Linked List: October 9, 2017

iPhone Charging Times by Charger 

Nice work by Dan Loewenherz, charting the charging time for an iPhone 8 Plus by charger. “Fast-charging” using Apple’s $49 29-watt charger and $25 USB-C to Lightning cable is only barely faster than using a 12-watt or 10-watt iPad charger. The only charger that really stands out is the 5-watt charger included with the iPhones.

One conclusion from this is that Apple is cheaping out and should put a 10-watt iPad-style charger in the box with each iPhone. Another — suggested on Twitter by David Barnard — is that Apple ships the 5-watt charger with iPhones because it’s so much smaller, and although slower, is fast enough.

I’m on the side that this is Apple cheaping out. But thinking about it, it seems possible to me that Apple has its finger on the pulse of iPhone user complaints. They might know for a fact that “I wish my iPhone charged faster” is low on the list, perhaps because most iPhone users exclusively charge their phones overnight. Also, a lot of people carry a charger in a purse/bag. They want something tiny and might not know or care why Apple made the charger bigger.

Update: I’ve heard from a bunch of readers who either prefer the small charger themselves or who have family members who do. It’s not just about a smaller object to put in your bag — a frequent comment is that the small charger fits into many outlets where the larger ones don’t.

Containment Won’t Solve the Problems Trump Poses 

David Frum, writing for The Atlantic:

Among other insights, Corker’s Sunday interview forces Americans to confront some tough questions: By what methods is the president being contained? Is he, for example, being denied sensitive information by agencies that remember how he blurted a closely guarded secret to the Russian foreign minister and the location of U.S. nuclear submarines to the president of the Philippines? Are allies and potential adversaries being signaled that presidential statements do not actually represent the policy of the United States government? That was how National-Security Adviser H.R. McMaster dealt with Trump’s refusal to read aloud the endorsement of NATO’s Article 5 in the speech written for Trump to deliver at NATO headquarters in May. “He did not make a decision not to say it.”

To what extent does the president remain in the military chain of command?

In other words: what are the long-term effects of normalizing the idea that the military and intelligence agencies can ignore the president?

E.P.A. Photos Show What the U.S. Looked Like Before Pollution Regulation 

Oil slicks surrounding the Statue of Liberty, smog suffocating Manhattan, rivers catching fire. This wasn’t that long ago. And today: “EPA Announces Repeal of Major Obama-Era Carbon Emissions Rule”. The world depicted in these photos is the world the Trump administration wants to bring back. No regulation is a good regulation to them.

Republican Senator Bob Corker Says Trump’s Recklessness Threatens ‘World War III’ 

Jonathan Martin and Mark Landleroct, reporting for The New York Times:

Senator Bob Corker, the Republican chairman of the Senate Foreign Relations Committee, charged in an interview on Sunday that President Trump was treating his office like “a reality show,” with reckless threats toward other countries that could set the nation “on the path to World War III.”

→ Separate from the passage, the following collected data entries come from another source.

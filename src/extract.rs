//! Pull a JSON object out of free-form model output.
//!
//! Models wrap their answer in prose or markdown fences. The contract here is
//! narrow: find the first top-level balanced `{...}` block, else fail.

use crate::error::{ReelcutError, Result};
use serde::de::DeserializeOwned;

/// Return the first top-level balanced `{...}` block in `text`.
///
/// Braces inside JSON string literals are ignored, including escaped quotes.
pub fn extract_json_object(text: &str) -> Result<&str> {
    let start = text
        .find('{')
        .ok_or_else(|| ReelcutError::MalformedOutput("no JSON object in output".to_string()))?;

    let mut depth = 0usize;
    let mut in_string = false;
    let mut escaped = false;

    for (offset, ch) in text[start..].char_indices() {
        if in_string {
            if escaped {
                escaped = false;
            } else if ch == '\\' {
                escaped = true;
            } else if ch == '"' {
                in_string = false;
            }
            continue;
        }

        match ch {
            '"' => in_string = true,
            '{' => depth += 1,
            '}' => {
                depth -= 1;
                if depth == 0 {
                    return Ok(&text[start..start + offset + 1]);
                }
            }
            _ => {}
        }
    }

    Err(ReelcutError::MalformedOutput(
        "unbalanced braces in output".to_string(),
    ))
}

/// Extract the first JSON object and decode it into `T`.
pub fn parse_json_object<T: DeserializeOwned>(text: &str) -> Result<T> {
    let block = extract_json_object(text)?;
    serde_json::from_str(block).map_err(|e| ReelcutError::MalformedOutput(e.to_string()))
}

#[cfg(test)]
mod tests {
    use super::*;
    use serde::Deserialize;

    #[derive(Debug, Deserialize)]
    struct Span {
        start: f64,
        end: f64,
    }

    #[test]
    fn test_plain_object() {
        assert_eq!(extract_json_object(r#"{"a":1}"#).unwrap(), r#"{"a":1}"#);
    }

    #[test]
    fn test_fenced_with_prose() {
        let text = "Sure! Here you go:\n```json\n{\"start\": 12, \"end\": 72}\n```\nHope that helps {:";
        let span: Span = parse_json_object(text).unwrap();
        assert_eq!(span.start, 12.0);
        assert_eq!(span.end, 72.0);
    }

    #[test]
    fn test_nested_object_is_kept_whole() {
        let text = r#"x {"outer": {"inner": 1}, "b": 2} y {"second": 3}"#;
        assert_eq!(
            extract_json_object(text).unwrap(),
            r#"{"outer": {"inner": 1}, "b": 2}"#
        );
    }

    #[test]
    fn test_braces_inside_strings() {
        let text = r#"{"reason": "he said \"}{\" twice", "n": 1}"#;
        assert_eq!(extract_json_object(text).unwrap(), text);
    }

    #[test]
    fn test_no_object() {
        assert!(matches!(
            extract_json_object("nothing here"),
            Err(ReelcutError::MalformedOutput(_))
        ));
    }

    #[test]
    fn test_unbalanced() {
        assert!(extract_json_object(r#"{"start": 1, "end": "#).is_err());
    }

    #[test]
    fn test_missing_field_is_malformed() {
        let result: Result<Span> = parse_json_object(r#"{"start": 5}"#);
        assert!(matches!(result, Err(ReelcutError::MalformedOutput(_))));
    }
}
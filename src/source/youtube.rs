//! YouTube acquisition through yt-dlp.

use super::{load_sidecar, Chapter, HeatMarker, MediaSource, SourceAcquirer};
use crate::error::{ReelcutError, Result};
use crate::media::{download_captions, download_video, fetch_video_info, MediaEncoder};
use async_trait::async_trait;
use regex::Regex;
use std::path::Path;
use std::sync::Arc;
use tracing::{debug, instrument};

/// YouTube acquirer.
pub struct YoutubeAcquirer {
    video_id_regex: Regex,
    encoder: Arc<dyn MediaEncoder>,
}

impl YoutubeAcquirer {
    pub fn new(encoder: Arc<dyn MediaEncoder>) -> Self {
        // Matches various YouTube URL formats and bare video IDs
        let video_id_regex = Regex::new(
            r"(?x)
            (?:
                (?:https?://)?
                (?:www\.|m\.)?
                (?:youtube\.com/watch\?(?:.*&)?v=|youtu\.be/|youtube\.com/embed/|youtube\.com/shorts/|youtube\.com/v/)
                ([a-zA-Z0-9_-]{11})
            )
            |
            ^([a-zA-Z0-9_-]{11})$
        ",
        )
        .expect("Invalid regex");

        Self {
            video_id_regex,
            encoder,
        }
    }

    /// Extract video ID from a YouTube URL or bare ID.
    pub fn extract_video_id(&self, input: &str) -> Option<String> {
        let caps = self.video_id_regex.captures(input.trim())?;
        caps.get(1)
            .or_else(|| caps.get(2))
            .map(|m| m.as_str().to_string())
    }
}

/// Fields of `yt-dlp --dump-json` the pipeline cares about.
#[derive(Debug, Default, PartialEq)]
pub(crate) struct VideoInfo {
    pub title: Option<String>,
    pub description: Option<String>,
    pub duration: Option<f64>,
    pub chapters: Vec<Chapter>,
    pub heatmap: Vec<HeatMarker>,
}

pub(crate) fn parse_video_info(json: &serde_json::Value) -> VideoInfo {
    let chapters = json["chapters"]
        .as_array()
        .map(|items| {
            items
                .iter()
                .filter_map(|c| {
                    Some(Chapter {
                        title: c["title"].as_str().unwrap_or("Untitled").to_string(),
                        start: c["start_time"].as_f64()?,
                        end: c["end_time"].as_f64()?,
                    })
                })
                .collect()
        })
        .unwrap_or_default();

    let heatmap = json["heatmap"]
        .as_array()
        .map(|items| {
            items
                .iter()
                .filter_map(|h| {
                    Some(HeatMarker {
                        start: h["start_time"].as_f64()?,
                        end: h["end_time"].as_f64()?,
                        value: h["value"].as_f64()?,
                    })
                })
                .collect()
        })
        .unwrap_or_default();

    VideoInfo {
        title: json["title"].as_str().map(|s| s.to_string()),
        description: json["description"].as_str().map(|s| s.to_string()),
        duration: json["duration"].as_f64().filter(|d| *d > 0.0),
        chapters,
        heatmap,
    }
}

#[async_trait]
impl SourceAcquirer for YoutubeAcquirer {
    fn name(&self) -> &str {
        "youtube"
    }

    fn can_handle(&self, input: &str) -> bool {
        // A local file named like an id is still a local file
        !Path::new(input).exists() && self.extract_video_id(input).is_some()
    }

    #[instrument(skip(self, dir))]
    async fn fetch(&self, input: &str, dir: &Path) -> Result<MediaSource> {
        let video_id = self.extract_video_id(input).ok_or_else(|| {
            ReelcutError::Acquisition(format!("Invalid YouTube video ID or URL: {}", input))
        })?;
        let url = format!("https://www.youtube.com/watch?v={}", video_id);

        let info = parse_video_info(&fetch_video_info(&url).await?);
        debug!(?info.duration, chapters = info.chapters.len(), "Fetched metadata");

        let path = download_video(&url, &video_id, dir).await?;

        let duration = match info.duration {
            Some(d) => d,
            None => self.encoder.probe_duration(&path).await?,
        };

        let captions_path = match download_captions(&url, &video_id, dir).await {
            Ok(p) => p,
            Err(e) => {
                debug!("No captions: {}", e);
                None
            }
        };

        let mut source = MediaSource::new(video_id, path, duration)?;
        if let Some(title) = info.title {
            source = source.with_title(title);
        }
        source.description = info.description;
        source.chapters = info.chapters;
        source.heatmap = info.heatmap;
        if let Some(track) = load_sidecar(captions_path).await {
            source = source.with_captions(track);
        }
        Ok(source)
    }
}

In an extraordinary rebuke of a president of his own party, Mr. Corker said he was alarmed about a president who acts “like he’s doing ‘The Apprentice’ or something.”

“He concerns me,” Mr. Corker added. “He would have to concern anyone who cares about our nation.” […]

All but inviting his colleagues to join him in speaking out about the president, Mr. Corker said his concerns about Mr. Trump were shared by nearly every Senate Republican.

“Look, except for a few people, the vast majority of our caucus understands what we’re dealing with here,” he said, adding that “of course they understand the volatility that we’re dealing with and the tremendous amount of work that it takes by people around him to keep him in the middle of the road.”

Even Republicans are now saying, on the record, what has been obvious all along: Trump is mentally unfit for the job — an impulsive, angry, uninformed narcissist with a tenuous hold on reality who is a menace to the nation and the world.

Contrary to Trump’s (and his followers’) incessant bleating, the news media is in fact profoundly biased for Trump by pretending he’s mentally competent. The narrative as presented on the front pages of our major newspapers is that we’re still within the bounds of normalcy: Republicans holding both houses of Congress and the White House, but unable to advance any significant legislation because of conflicts within the party.

The real story is that we’ve elected a dangerous man mentally unfit for office — quite possibly both mentally ill (narcissistic personality disorder) and suffering from the early stages of dementia — and the only people who can do something about it are the members of his own party, who refuse to do so out of fear of angering those in the electorate who for whatever reason still support Trump.

I don’t agree with Bob Corker on politics, but I admire and thank him for breaking the seal on speaking openly of Trump as mentally unfit. If Democrats say it, it can be spun as politics. When Republicans say, there’s nothing to spin.